Typical signs of OP poisoning in relation to the severity of intoxication
The phosphyl-AChE complex may undergo two post-inhibitory reactions, spontaneous reactivation and dealkylation (“aging”; Fig. 2). These reactions may have a major impact on the course of intoxication and the effectiveness of a specific class of therapeutic drugs, i.e., AChE reactivators (Jandorf et al. 1955). Aging proceeds extremely rapid with crotylsarin- (t½ < 15 s) and soman-inhibited human AChE (t½ ~ 1–2 min), slower with AChE inhibited by sarin and dimethoxy-OP pesticides (t½ ~ 3 h) and takes up to 40 h in case of AChE inhibition by diethoxy-OP pesticides and the nerve agent VX (Shafferman et al. 1996; Worek et al. 2004; Busker et al. 1991). Spontaneous reactivation, a process which can reverse the toxic OP effects, is negligible with G-type nerve agents (tabun, sarin, soman, cyclosarin), rapid with dimethoxy-OP pesticides (t½ < 1 h) but rather slow with diethoxy-OP pesticides and the nerve agent VX (t½ > 30 h) (Aurbek et al. 2006; Worek et al. 2004).

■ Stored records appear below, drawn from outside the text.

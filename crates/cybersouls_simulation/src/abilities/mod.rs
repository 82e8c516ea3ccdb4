//! Ability framework: cooldown/active state machine, общий для всех способностей

pub mod ability;

#[cfg(test)]
mod ability_tests;

pub use ability::{tick_ability_cooldowns, Ability, AbilityKind, AbilityReady, Activatable};
//! Очередь отложенных эффектов (fire time → effect, с токеном отмены).
//!
//! Таймеры эффектов QuickHack (снятие freeze/firewall, возврат гравитации,
//! отложенный каскадный kill) живут здесь, а не в компонентах.
//! Эффект - данные (`DeferredEffect`), исполняет их система
//! `crate::quickhack::effects::process_deferred_effects` с доступом к ECS.
//!
//! Инварианты:
//! - отменённый токен никогда не срабатывает
//! - эффекты с одинаковым fire time выполняются в порядке планирования
//! - entity в эффекте может быть уже despawned - исполнитель обязан это терпеть

use std::cmp::{Ordering, Reverse};
use std::collections::{BinaryHeap, HashSet};

use bevy::prelude::*;

/// Токен отмены запланированного эффекта
#[derive(Debug, Clone, Copy, PartialEq, Eq, Hash, PartialOrd, Ord, Reflect)]
pub struct TimerToken(pub u64);

/// Что сделать, когда таймер сработает
#[derive(Debug, Clone, PartialEq)]
pub enum DeferredEffect {
    /// Снять SystemFreeze
    ClearImmobilized(Entity),
    /// Снять Firewall
    ClearFirewall(Entity),
    /// Снять GhostProtocol
    ClearInvisibility(Entity),
    /// Вернуть способности после lockout
    RestoreAbilities(Entity),
    /// Вернуть гравитацию после GravityFlip
    RestoreGravity { entity: Entity, original: f32 },
    /// Снять метку CascadeVirus
    ClearCascadeMark(Entity),
    /// Каскадный летальный удар
    LethalHit { target: Entity, source: Option<Entity> },
}

impl DeferredEffect {
    pub fn entity(&self) -> Entity {
        match self {
            DeferredEffect::ClearImmobilized(entity)
            | DeferredEffect::ClearFirewall(entity)
            | DeferredEffect::ClearInvisibility(entity)
            | DeferredEffect::RestoreAbilities(entity)
            | DeferredEffect::ClearCascadeMark(entity) => *entity,
            DeferredEffect::RestoreGravity { entity, .. } => *entity,
            DeferredEffect::LethalHit { target, .. } => *target,
        }
    }
}

#[derive(Debug, Clone)]
struct ScheduledEntry {
    fire_at: f64,
    token: TimerToken,
    effect: DeferredEffect,
}

impl PartialEq for ScheduledEntry {
    fn eq(&self, other: &Self) -> bool {
        self.cmp(other) == Ordering::Equal
    }
}

impl Eq for ScheduledEntry {}

impl PartialOrd for ScheduledEntry {
    fn partial_cmp(&self, other: &Self) -> Option<Ordering> {
        Some(self.cmp(other))
    }
}

impl Ord for ScheduledEntry {
    fn cmp(&self, other: &Self) -> Ordering {
        // Токены монотонные → при равном fire_at сохраняется порядок планирования
        self.fire_at
            .total_cmp(&other.fire_at)
            .then_with(|| self.token.cmp(&other.token))
    }
}

/// Priority queue отложенных эффектов (sim-clock = `Time<Fixed>::elapsed`)
#[derive(Resource, Debug, Default)]
pub struct ScheduledEffects {
    queue: BinaryHeap<Reverse<ScheduledEntry>>,
    pending: HashSet<TimerToken>,
    next_token: u64,
}

/// Допуск на накопление f32/f64 при сравнении fire time
const FIRE_EPSILON: f64 = 1e-6;

impl ScheduledEffects {
    pub fn schedule(&mut self, now: f64, delay: f32, effect: DeferredEffect) -> TimerToken {
        self.next_token += 1;
        let token = TimerToken(self.next_token);
        let fire_at = now + f64::from(delay.max(0.0));

        self.queue.push(Reverse(ScheduledEntry { fire_at, token, effect }));
        self.pending.insert(token);
        token
    }

    /// Отменяет таймер. `false` если он уже сработал или был отменён.
    pub fn cancel(&mut self, token: TimerToken) -> bool {
        self.pending.remove(&token)
    }

    pub fn is_pending(&self, token: TimerToken) -> bool {
        self.pending.contains(&token)
    }

    pub fn pending_count(&self) -> usize {
        self.pending.len()
    }

    /// Отменяет все таймеры, касающиеся entity (despawn, смерть)
    pub fn cancel_for_entity(&mut self, entity: Entity) -> usize {
        let tokens: Vec<TimerToken> = self
            .queue
            .iter()
            .filter(|Reverse(entry)| entry.effect.entity() == entity)
            .map(|Reverse(entry)| entry.token)
            .collect();

        tokens.into_iter().filter(|token| self.cancel(*token)).count()
    }

    /// Забирает все созревшие (и не отменённые) эффекты в порядке fire time
    pub fn drain_due(&mut self, now: f64) -> Vec<(TimerToken, DeferredEffect)> {
        let mut due = Vec::new();

        while let Some(Reverse(entry)) = self.queue.peek() {
            if entry.fire_at > now + FIRE_EPSILON {
                break;
            }
            let Some(Reverse(entry)) = self.queue.pop() else {
                break;
            };
            // Отменённые просто выбрасываем
            if self.pending.remove(&entry.token) {
                due.push((entry.token, entry.effect));
            }
        }

        due
    }
}

#[cfg(test)]
mod tests {
    use super::*;

    fn entity(index: u32) -> Entity {
        Entity::from_raw(index)
    }

    #[test]
    fn test_effects_fire_in_time_order() {
        let mut effects = ScheduledEffects::default();
        effects.schedule(0.0, 3.0, DeferredEffect::ClearFirewall(entity(1)));
        effects.schedule(0.0, 1.0, DeferredEffect::ClearImmobilized(entity(2)));

        assert!(effects.drain_due(0.5).is_empty());

        let due = effects.drain_due(1.0);
        assert_eq!(due.len(), 1);
        assert_eq!(due[0].1, DeferredEffect::ClearImmobilized(entity(2)));

        let due = effects.drain_due(10.0);
        assert_eq!(due.len(), 1);
        assert_eq!(due[0].1, DeferredEffect::ClearFirewall(entity(1)));
        assert_eq!(effects.pending_count(), 0);
    }

    #[test]
    fn test_cancelled_token_never_fires() {
        let mut effects = ScheduledEffects::default();
        let token = effects.schedule(0.0, 1.0, DeferredEffect::ClearFirewall(entity(1)));

        assert!(effects.cancel(token));
        assert!(!effects.cancel(token)); // повторная отмена - false
        assert!(effects.drain_due(5.0).is_empty());
    }

    #[test]
    fn test_same_fire_time_keeps_schedule_order() {
        let mut effects = ScheduledEffects::default();
        effects.schedule(0.0, 0.5, DeferredEffect::LethalHit { target: entity(3), source: None });
        effects.schedule(0.0, 0.5, DeferredEffect::LethalHit { target: entity(4), source: None });

        let due: Vec<Entity> = effects.drain_due(0.5).into_iter().map(|(_, e)| e.entity()).collect();
        assert_eq!(due, vec![entity(3), entity(4)]);
    }

    #[test]
    fn test_cancel_for_entity() {
        let mut effects = ScheduledEffects::default();
        effects.schedule(0.0, 1.0, DeferredEffect::ClearFirewall(entity(1)));
        effects.schedule(0.0, 2.0, DeferredEffect::ClearInvisibility(entity(1)));
        let other = effects.schedule(0.0, 2.0, DeferredEffect::ClearFirewall(entity(2)));

        assert_eq!(effects.cancel_for_entity(entity(1)), 2);
        assert!(effects.is_pending(other));
        assert_eq!(effects.drain_due(10.0).len(), 1);
    }
}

Besides AChE, being the main target of OP pesticides and nerve agents, other serine esterases, notably butyrylcholinesterase (BChE; EC 3.1.1.8) and carboxylesterase (CaE; EC 3.1.1.1), are inhibited by OP (Moralev and Rozengart 2007; Masson et al. 2009; Maxwell 1992). Inhibition of these enzymes by OP does not result in additional acute toxic effects, but BChE and CaE can serve as endogenous bioscavengers by binding and thus detoxifying a limited amount of incorporated OP (Maxwell et al. 1987; Lenz et al. 2007).
Structural aspects
The extensive and long-lasting work on OP by university and government research laboratories and private companies resulted in the identification of a huge number of compounds (Holmstedt 1963; O’Brien 1960; Eto 1974; Kabachnik et al. 1970; Moralev and Rozengart 2007; Timperley 2015). OP pesticides and nerve agents are based on the generic structure, proposed by Gerhard Schrader in 1937 (Holmstedt 1963; Fig. 1). Combination of different residues (R1 and R2) and leaving groups (X) enables synthesis of an unforeseeable number of derivatives. OP can be divided into different subclasses including phosphates, phosphonates, thiophosphates, phosphoramidates and phosphinates (Table 1; Ballantyne and Marrs 1992), having largely different physicochemical and toxicological properties.
Table 2 shows selected OP pesticides and refers them to the WHO hazard classes, ranging from extremely (class Ia) to slightly hazardous (class III; International Programme on Chemical Safety 2010). An important factor for the human toxicity of OP pesticides is the presence of a P = S versus P = O bond. Thiophosphates have to be metabolized to the respective oxon, e.g., parathion to paraoxon or malathion to malaoxon, to become effective AChE inhibitors (Casida 1956; Eto 1974). This cytochrome P450-mediated reaction underlies large inter-individual variations and may have an essential impact on the individual susceptibility toward OP pesticides bearing a P = S bond (Mutch and Williams 2006; Foxenberg et al. 2007).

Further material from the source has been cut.